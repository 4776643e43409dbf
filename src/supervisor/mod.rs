//! Supervisor verbs: start, stop, restart, status, respawn.
//!
//! A managed service has no in-memory state between invocations. Its state
//! is whatever the PID lock and the process table say:
//!
//! | lock      | PID       | state       |
//! |-----------|-----------|-------------|
//! | absent    | -         | `Unmanaged` |
//! | present   | live      | `Running`   |
//! | present   | dead      | stale, cleared to `Unmanaged` on first look |
//!
//! The executable built on this supervisor must accept the verbs produced
//! here (`start nofork lock|nolock`, `respawn nofork`), since forking means
//! re-running ourselves with those arguments.

mod lifecycle;
mod respawn;
mod signals;
mod wait;

pub use lifecycle::{ResidentService, StartOptions, StartOutcome};
pub use respawn::RespawnOutcome;
#[cfg(test)]
pub(crate) use lifecycle::resident_args;
#[cfg(test)]
pub(crate) use respawn::RESPAWN_CHILD_ARGS;
pub use signals::ShutdownNotice;

use crate::config::Config;
use crate::error::Result;
use crate::pid_lock::PidLock;
use crate::process::{
    is_process_alive, DaemonPolicy, ExecutableLookup, InitParentHeuristic, PlatformLookup,
    ProcessIdentity,
};
use nix::errno::Errno;
use nix::sys::signal::{kill, Signal};
use nix::unistd::Pid;
use tracing::{error, info, warn};

/// Name used for the lock when the executable's own name is unknown
const FALLBACK_SERVICE_NAME: &str = "service";

#[derive(Debug, Clone, Copy, PartialEq, Eq)]
pub enum ServiceState {
    Running(i32),
    Unmanaged,
}

impl ServiceState {
    pub fn is_running(&self) -> bool {
        matches!(self, ServiceState::Running(_))
    }
}

impl std::fmt::Display for ServiceState {
    fn fmt(&self, f: &mut std::fmt::Formatter<'_>) -> std::fmt::Result {
        match self {
            ServiceState::Running(pid) => write!(f, "running (pid {pid})"),
            ServiceState::Unmanaged => write!(f, "stopped"),
        }
    }
}

#[derive(Debug, Clone, Copy, PartialEq, Eq)]
pub enum StopOutcome {
    /// The process was signalled and has exited
    Stopped(i32),
    /// No lock, or the lock named a dead process
    NotRunning,
    /// The process is alive but refused our signal (usually EPERM)
    SignalFailed(i32),
}

pub struct Supervisor {
    config: Config,
    identity: ProcessIdentity,
    lock: PidLock,
    lookup: Box<dyn ExecutableLookup>,
    policy: Box<dyn DaemonPolicy>,
}

impl Supervisor {
    /// Supervisor for the current executable.
    ///
    /// Fails only with `EnvironmentUnavailable`.
    pub fn new(config: Config) -> Result<Self> {
        let identity = ProcessIdentity::resolve_current()?;
        Ok(Self::with_identity(config, identity))
    }

    pub fn with_identity(config: Config, identity: ProcessIdentity) -> Self {
        let service_name = match identity.short_name() {
            "" => FALLBACK_SERVICE_NAME,
            name => name,
        };
        let lock = PidLock::for_service(service_name, &config);
        let policy = InitParentHeuristic {
            init_pid: config.init_pid,
        };

        Self {
            config,
            identity,
            lock,
            lookup: Box::new(PlatformLookup),
            policy: Box::new(policy),
        }
    }

    pub fn with_lookup(mut self, lookup: impl ExecutableLookup + 'static) -> Self {
        self.lookup = Box::new(lookup);
        self
    }

    pub fn with_policy(mut self, policy: impl DaemonPolicy + 'static) -> Self {
        self.policy = Box::new(policy);
        self
    }

    pub fn config(&self) -> &Config {
        &self.config
    }

    pub fn identity(&self) -> &ProcessIdentity {
        &self.identity
    }

    pub fn lock(&self) -> &PidLock {
        &self.lock
    }

    pub fn service_name(&self) -> &str {
        self.lock.service_name()
    }

    pub fn is_daemon(&self) -> bool {
        self.identity
            .is_daemon(self.policy.as_ref(), self.lookup.as_ref())
    }

    /// Who owns the service right now. Clears a stale lock as a side effect.
    pub fn status(&self) -> ServiceState {
        match self.lock.live_owner() {
            Some(pid) => ServiceState::Running(pid),
            None => ServiceState::Unmanaged,
        }
    }

    /// Ask the running instance to terminate and wait for it to exit.
    ///
    /// Blocks without a timeout once the signal has been delivered.
    pub fn stop(&self) -> StopOutcome {
        let name = self.service_name();

        let Some(pid) = self.lock.get() else {
            info!("{name} is not running");
            return StopOutcome::NotRunning;
        };

        if !is_process_alive(pid) {
            info!("{name} is not running (clearing stale lock for pid {pid})");
            self.lock.clear();
            return StopOutcome::NotRunning;
        }

        let target = ProcessIdentity::resolve_by_pid(pid, self.lookup.as_ref());
        if !target.short_name().is_empty() && target.short_name() != self.identity.short_name() {
            warn!(
                "Lock for {name} names pid {pid}, which runs {}",
                target.full_name()
            );
        }

        info!("Stopping {name} (pid {pid})");
        match kill(Pid::from_raw(pid), Signal::SIGTERM) {
            Ok(()) => {}
            Err(Errno::ESRCH) => {
                info!("{name} exited before it could be signalled");
                self.lock.clear_if_owned(pid);
                return StopOutcome::NotRunning;
            }
            Err(e) => {
                error!("Failed to signal pid {pid}: {e}");
                return StopOutcome::SignalFailed(pid);
            }
        }

        wait::wait_for_exit(pid);
        self.lock.clear_if_owned(pid);
        info!("Stopped {name} (pid {pid})");
        StopOutcome::Stopped(pid)
    }

    /// `stop`, then a forking, locking `start`.
    pub fn restart(&self) -> Result<StartOutcome> {
        self.stop();
        self.start(StartOptions {
            fork: true,
            lock: true,
        })
    }
}

#[cfg(test)]
mod tests {
    use super::*;
    use std::path::Path;
    use std::process::{Child, Command};
    use std::thread;
    use tempfile::TempDir;

    fn supervisor_in(temp_dir: &TempDir) -> Supervisor {
        let config = Config {
            run_dir: temp_dir.path().to_path_buf(),
            ..Config::default()
        };
        let identity = ProcessIdentity::from_executable(
            std::process::id() as i32,
            None,
            Path::new("/usr/local/bin/svc-1.0.0"),
        );
        Supervisor::with_identity(config, identity)
    }

    fn spawn_sleeper() -> Child {
        Command::new("sleep").arg("30").spawn().unwrap()
    }

    #[test]
    fn test_lock_named_after_short_name() {
        let temp_dir = TempDir::new().unwrap();
        let sup = supervisor_in(&temp_dir);
        assert_eq!(sup.service_name(), "svc");
        assert_eq!(sup.lock().path(), temp_dir.path().join("svc.pid"));
    }

    #[test]
    fn test_unknown_name_falls_back() {
        let temp_dir = TempDir::new().unwrap();
        let config = Config {
            run_dir: temp_dir.path().to_path_buf(),
            ..Config::default()
        };
        let identity = ProcessIdentity::from_executable(1, None, Path::new(""));
        let sup = Supervisor::with_identity(config, identity);
        assert_eq!(sup.service_name(), FALLBACK_SERVICE_NAME);
    }

    #[test]
    fn test_bare_suffix_name_falls_back() {
        let temp_dir = TempDir::new().unwrap();
        let config = Config {
            run_dir: temp_dir.path().to_path_buf(),
            ..Config::default()
        };
        let identity = ProcessIdentity::from_executable(1, None, Path::new("/usr/bin/-x"));
        let sup = Supervisor::with_identity(config, identity);
        assert_eq!(sup.service_name(), FALLBACK_SERVICE_NAME);
        assert_eq!(sup.lock().path(), temp_dir.path().join("service.pid"));
    }

    #[test]
    fn test_status_unmanaged_without_lock() {
        let temp_dir = TempDir::new().unwrap();
        let sup = supervisor_in(&temp_dir);
        assert_eq!(sup.status(), ServiceState::Unmanaged);
        assert!(!sup.status().is_running());
    }

    #[test]
    fn test_status_running_for_live_pid() {
        let temp_dir = TempDir::new().unwrap();
        let sup = supervisor_in(&temp_dir);
        let me = std::process::id() as i32;
        sup.lock().set(me).unwrap();

        assert_eq!(sup.status(), ServiceState::Running(me));
        assert_eq!(sup.status().to_string(), format!("running (pid {me})"));
        assert!(sup.lock().path().exists());
    }

    #[test]
    fn test_status_clears_stale_lock() {
        let temp_dir = TempDir::new().unwrap();
        let sup = supervisor_in(&temp_dir);
        sup.lock().set(999_999_999).unwrap();

        assert_eq!(sup.status(), ServiceState::Unmanaged);
        assert!(!sup.lock().path().exists());
    }

    #[test]
    fn test_stop_without_lock() {
        let temp_dir = TempDir::new().unwrap();
        let sup = supervisor_in(&temp_dir);
        assert_eq!(sup.stop(), StopOutcome::NotRunning);
    }

    #[test]
    fn test_stop_with_stale_lock() {
        let temp_dir = TempDir::new().unwrap();
        let sup = supervisor_in(&temp_dir);
        sup.lock().set(999_999_999).unwrap();

        assert_eq!(sup.stop(), StopOutcome::NotRunning);
        assert!(!sup.lock().path().exists());
    }

    #[test]
    fn test_stop_terminates_and_clears() {
        let temp_dir = TempDir::new().unwrap();
        let sup = supervisor_in(&temp_dir);

        let mut child = spawn_sleeper();
        let pid = child.id() as i32;
        sup.lock().set(pid).unwrap();
        let reaper = thread::spawn(move || child.wait());

        assert_eq!(sup.stop(), StopOutcome::Stopped(pid));
        assert!(!sup.lock().path().exists());

        let status = reaper.join().unwrap().unwrap();
        assert!(!status.success());
    }

    #[test]
    fn test_stop_keeps_newer_owner() {
        let temp_dir = TempDir::new().unwrap();
        let sup = supervisor_in(&temp_dir);

        let mut child = spawn_sleeper();
        let pid = child.id() as i32;
        sup.lock().set(pid).unwrap();

        // a newer instance takes the lock as soon as the old one is gone
        let lock = sup.lock().clone();
        let reaper = thread::spawn(move || {
            let status = child.wait();
            lock.set(999_999_998).unwrap();
            status
        });

        // whichever of the swap and our cleanup runs first, the newer
        // owner's lock must survive
        let outcome = sup.stop();
        reaper.join().unwrap().unwrap();
        assert!(matches!(outcome, StopOutcome::Stopped(p) if p == pid));
        assert_eq!(sup.lock().read().unwrap(), Some(999_999_998));
    }

    #[test]
    fn test_is_daemon_uses_policy() {
        struct Always;
        impl DaemonPolicy for Always {
            fn is_daemon(&self, _: &ProcessIdentity, _: Option<&ProcessIdentity>) -> bool {
                true
            }
        }

        let temp_dir = TempDir::new().unwrap();
        let sup = supervisor_in(&temp_dir).with_policy(Always);
        assert!(sup.is_daemon());
    }
}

## Work required
Bring together every line in the entries that holds the string "verbs".

## Your response
//! Supervisor verbs: start, stop, restart, status, respawn.
//! The executable built on this supervisor must accept the verbs produced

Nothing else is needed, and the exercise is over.